Молчавший до того дядя то ли захрипел, то ли хрюкнул, и все обернулись к нему. Но он снова был неподвижен и тих.
— О! — младший кузен не прекращал всё это время выглядывать в окно и теперь издал радостный возглас. — Вот и все в сборе!
И глянул на Юнха со злорадным весельем.
В дверь постучали, младший кузен кивнул остальным:
— Я открою.
И через минуту привёл в «гостиную» начальника Кима.
— Зачем он здесь? — спросил Санъмин, пока Юнха от удивления потеряла дар речи.
— Ну как же? — удивился младший кузен. — Будущий муж Юнха, значит, тоже имеет право участвовать в семейных делах.
— Это он вам такое сказал? — Ок Мун впервые подал голос.
Начальник Ким повернулся в его сторону, спустя мгновение узнал Ок Муна и сильно помрачнел.

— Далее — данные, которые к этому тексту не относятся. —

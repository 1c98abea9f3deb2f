//! The application facade.
//!
//! [`Sportsz`] owns the store and hands out the per-collection views with the
//! configured rules applied.

use tracing::{debug, info};

use crate::athletes::Athletes;
use crate::community::Community;
use crate::config::{BackendKind, Config};
use crate::dream::{Celebrate, DreamBoard, LogCelebration};
use crate::error::Result;
use crate::export;
use crate::history::History;
use crate::quotes::Quotes;
use crate::storage::{
    ChangeListener, CollectionKey, MemoryBackend, SqliteBackend, StorageStats, Store,
};
use crate::videos::VideoLibrary;

/// Record count for one collection.
#[derive(Debug, Clone, PartialEq, Eq)]
pub struct CollectionStatus {
    /// Which collection.
    pub key: CollectionKey,
    /// Number of records (1 for a saved dream goal).
    pub records: usize,
}

/// Everything `status` reports.
#[derive(Debug, Clone, PartialEq, Eq)]
pub struct AppStatus {
    /// Backend-level numbers.
    pub storage: StorageStats,
    /// Per-collection counts, in [`CollectionKey::ALL`] order.
    pub collections: Vec<CollectionStatus>,
}

/// The application: a store plus configuration.
pub struct Sportsz {
    store: Store,
    config: Config,
    celebration: Box<dyn Celebrate>,
}

impl std::fmt::Debug for Sportsz {
    fn fmt(&self, f: &mut std::fmt::Formatter<'_>) -> std::fmt::Result {
        f.debug_struct("Sportsz")
            .field("store", &self.store)
            .field("config", &self.config)
            .finish_non_exhaustive()
    }
}

impl Sportsz {
    /// Open the backend named by `config` and seed the default quotes.
    ///
    /// # Errors
    ///
    /// Returns an error if the database cannot be opened or seeded.
    pub fn open(config: &Config) -> Result<Self> {
        let store = match config.storage.backend {
            BackendKind::Sqlite => Store::new(SqliteBackend::open(config.database_path())?),
            BackendKind::Memory => Store::new(MemoryBackend::new()),
        };
        info!(backend = ?config.storage.backend, "store opened");
        Self::with_store(store, config.clone())
    }

    /// An in-memory application with default configuration.
    ///
    /// # Errors
    ///
    /// Returns an error if seeding fails.
    pub fn in_memory() -> Result<Self> {
        Self::with_store(Store::in_memory(), Config::default())
    }

    /// Wrap an existing store.
    ///
    /// # Errors
    ///
    /// Returns an error if seeding fails.
    pub fn with_store(store: Store, config: Config) -> Result<Self> {
        let app = Self {
            store,
            config,
            celebration: Box::new(LogCelebration),
        };
        if app.quotes().seed()? {
            debug!("default quotes seeded");
        }
        Ok(app)
    }

    /// Replace what happens when the dream goal reaches 100%.
    #[must_use]
    pub fn with_celebration(mut self, celebration: impl Celebrate + 'static) -> Self {
        self.celebration = Box::new(celebration);
        self
    }

    /// Register a listener for collection writes.
    pub fn subscribe(&mut self, listener: impl ChangeListener + 'static) {
        self.store.subscribe(listener);
    }

    /// The active configuration.
    #[must_use]
    pub fn config(&self) -> &Config {
        &self.config
    }

    /// The underlying store.
    #[must_use]
    pub fn store(&self) -> &Store {
        &self.store
    }

    /// Registered athletes.
    #[must_use]
    pub fn athletes(&self) -> Athletes<'_> {
        Athletes::new(&self.store)
    }

    /// Timed activity history.
    #[must_use]
    pub fn history(&self) -> History<'_> {
        History::new(&self.store)
    }

    /// Uploaded videos, with the configured minimum duration.
    #[must_use]
    pub fn videos(&self) -> VideoLibrary<'_> {
        VideoLibrary::new(&self.store, self.config.video.min_duration_seconds)
    }

    /// The community feed.
    #[must_use]
    pub fn community(&self) -> Community<'_> {
        Community::new(&self.store)
    }

    /// The dream board.
    #[must_use]
    pub fn dream(&self) -> DreamBoard<'_> {
        DreamBoard::new(&self.store, self.celebration.as_ref())
    }

    /// Motivational quotes.
    #[must_use]
    pub fn quotes(&self) -> Quotes<'_> {
        Quotes::new(&self.store)
    }

    /// History as CSV, or `None` when there is no history.
    #[must_use]
    pub fn export_history(&self) -> Option<String> {
        export::history_csv(&self.history().entries())
    }

    /// The athlete report as CSV.
    #[must_use]
    pub fn export_report(&self) -> String {
        export::report_csv(&self.athletes().list(), &self.history().entries())
    }

    /// Record counts for every collection.
    ///
    /// # Errors
    ///
    /// Returns an error if the backend cannot be read.
    pub fn status(&self) -> Result<AppStatus> {
        let collections = CollectionKey::ALL
            .iter()
            .map(|&key| {
                let records = match key {
                    CollectionKey::Users => self.athletes().len(),
                    CollectionKey::History => self.history().len(),
                    CollectionKey::Videos => self.videos().len(),
                    CollectionKey::Community => self.community().len(),
                    CollectionKey::Dream => usize::from(self.store.contains(key.as_str())?),
                    CollectionKey::Quotes => self.quotes().all().len(),
                };
                Ok(CollectionStatus { key, records })
            })
            .collect::<Result<Vec<_>>>()?;

        Ok(AppStatus {
            storage: self.store.stats()?,
            collections,
        })
    }

    /// Delete one collection. Quotes are re-seeded with the defaults.
    ///
    /// # Errors
    ///
    /// Returns an error if the write fails.
    pub fn reset(&self, key: CollectionKey) -> Result<bool> {
        let removed = self.store.remove(key.as_str())?;
        if key == CollectionKey::Quotes {
            self.quotes().seed()?;
        }
        info!(collection = %key, removed, "collection reset");
        Ok(removed)
    }
}
//! CSV exports of history and the athlete report.
//!
//! Columns are fixed per export, so records with optional or missing fields
//! can't shift the layout.

use std::fmt::Write as _;

use crate::athletes::AthleteProfile;
use crate::history::TimedActivityRecord;

/// Header row of the history export.
pub const HISTORY_HEADER: &str = "kind,distance,elapsed_time,speed,timestamp";

/// Header row of the athlete report.
pub const REPORT_HEADER: &str = "name,age,sport,top_speed_m_s";

/// Quote a field if it contains a separator, quote, or line break.
#[must_use]
pub fn escape(field: &str) -> String {
    if field.contains([',', '"', '\n', '\r']) {
        format!("\"{}\"", field.replace('"', "\"\""))
    } else {
        field.to_string()
    }
}

/// Export every history record, one row each.
///
/// Returns `None` when there is nothing to export.
#[must_use]
pub fn history_csv(records: &[TimedActivityRecord]) -> Option<String> {
    if records.is_empty() {
        return None;
    }
    let mut csv = String::from(HISTORY_HEADER);
    for record in records {
        let speed = record.speed().map(|s| s.to_string()).unwrap_or_default();
        let _ = write!(
            csv,
            "\n{},{},{},{},{}",
            record.kind(),
            record.distance(),
            record.elapsed_time(),
            speed,
            record.timestamp().to_rfc3339()
        );
    }
    Some(csv)
}

/// Export the athlete report.
///
/// Profiles are not linked to history records, so every row carries the same
/// overall top speed, rounded to two decimals (empty when there is no speed
/// data).
#[must_use]
pub fn report_csv(users: &[AthleteProfile], history: &[TimedActivityRecord]) -> String {
    let top = history
        .iter()
        .filter_map(TimedActivityRecord::speed)
        .reduce(f64::max)
        .map(|s| format!("{s:.2}"))
        .unwrap_or_default();

    let mut csv = format!("{REPORT_HEADER}\n");
    for user in users {
        let _ = writeln!(
            csv,
            "{},{},{},{}",
            escape(&user.name),
            user.age,
            escape(&user.sport),
            top
        );
    }
    csv
}

/// Default export file name, stamped with milliseconds since the epoch.
#[must_use]
pub fn default_file_name(kind: &str, millis: i64) -> String {
    format!("sportsz_{kind}_{millis}.csv")
}

#[cfg(test)]
mod tests {
    use super::*;
    use crate::athletes::NewAthlete;
    use crate::history::ActivityKind;
    use chrono::{TimeZone, Utc};

    fn record(distance: f64, elapsed: f64) -> TimedActivityRecord {
        TimedActivityRecord::with_timestamp(
            ActivityKind::Run,
            distance,
            elapsed,
            Utc.with_ymd_and_hms(2025, 8, 28, 10, 0, 0).unwrap(),
        )
        .unwrap()
    }

    fn athlete(name: &str, sport: &str) -> AthleteProfile {
        NewAthlete {
            name: name.to_string(),
            age: 14,
            sport: sport.to_string(),
            consent: true,
            ..NewAthlete::default()
        }
        .into_profile()
        .unwrap()
    }

    #[test]
    fn test_escape() {
        assert_eq!(escape("plain"), "plain");
        assert_eq!(escape("a,b"), "\"a,b\"");
        assert_eq!(escape("say \"hi\""), "\"say \"\"hi\"\"\"");
    }

    #[test]
    fn test_history_csv_empty() {
        assert!(history_csv(&[]).is_none());
    }

    #[test]
    fn test_history_csv_rows() {
        let csv = history_csv(&[record(100.0, 20.0)]).unwrap();
        let lines: Vec<&str> = csv.lines().collect();
        assert_eq!(lines[0], HISTORY_HEADER);
        assert_eq!(lines[1], "run,100,20,5,2025-08-28T10:00:00+00:00");
    }

    #[test]
    fn test_report_uses_global_top_speed() {
        let users = vec![athlete("Asha", "archery"), athlete("Rao, K", "boxing")];
        let history = vec![record(100.0, 20.0), record(100.0, 10.0)];

        let csv = report_csv(&users, &history);
        let lines: Vec<&str> = csv.lines().collect();
        assert_eq!(lines[0], REPORT_HEADER);
        assert_eq!(lines[1], "Asha,14,archery,10.00");
        assert_eq!(lines[2], "\"Rao, K\",14,boxing,10.00");
    }

    #[test]
    fn test_report_top_speed_two_decimals() {
        let csv = report_csv(&[athlete("Asha", "archery")], &[record(100.0, 12.0)]);
        assert_eq!(csv.lines().nth(1), Some("Asha,14,archery,8.33"));
    }

    #[test]
    fn test_report_without_history() {
        let csv = report_csv(&[athlete("Asha", "archery")], &[]);
        assert_eq!(csv, format!("{REPORT_HEADER}\nAsha,14,archery,\n"));
    }

    #[test]
    fn test_default_file_name() {
        assert_eq!(default_file_name("history", 42), "sportsz_history_42.csv");
    }
}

До того он улыбался родственникам Юнха, как будто и впрямь считал их семьёй.
В отличие от неё.
Если её мама Ким Китхэ не приняла, то остальные родственники Юнха — которых он видел тоже нечасто, но чаще, чем будущую тёщу — отнеслись к нему с симпатией. Тётя твердила Юнха в каждом монологе, что за таких людей держаться надо.
— А разве не так? — младший кузен изобразил удивление.
— Нет, — ответила Юнха. Её злость разгорелась ярче. — Нет.
— Юнха… — заговорил начальник Ким, но она отвернулась и обратилась к тёте.